*THE PROBLEM*.
Below are records; reply with nothing but the number of lines in them that contain "impl".

[Recorded data]
use std::fmt;

use crate::error::{Result, TaskpadError};

use super::validator;

/// 一条已提交的任务
///
/// 只能通过 [`Task::parse`] 构造，所以文本一定是去掉首尾空白后的非空字符串。
#[derive(Debug, Clone, PartialEq, Eq, Hash)]
pub struct Task {
    text: String,
}

impl Task {
    /// 校验并规范化输入，生成 Task
    pub fn parse(text: &str) -> Result<Self> {
        if !validator::is_valid(text) {
            return Err(TaskpadError::EmptyOrBlankInput);
        }
        Ok(Self {
            text: validator::normalize(text).to_string(),
        })
    }

    /// 显示文本
    pub fn text(&self) -> &str {
        &self.text
    }
}

impl fmt::Display for Task {
    fn fmt(&self, f: &mut fmt::Formatter<'_>) -> fmt::Result {
        f.write_str(&self.text)
    }
}

impl AsRef<str> for Task {
    fn as_ref(&self) -> &str {
        &self.text
    }
}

*OUTPUT FOR THIS TASK*.
3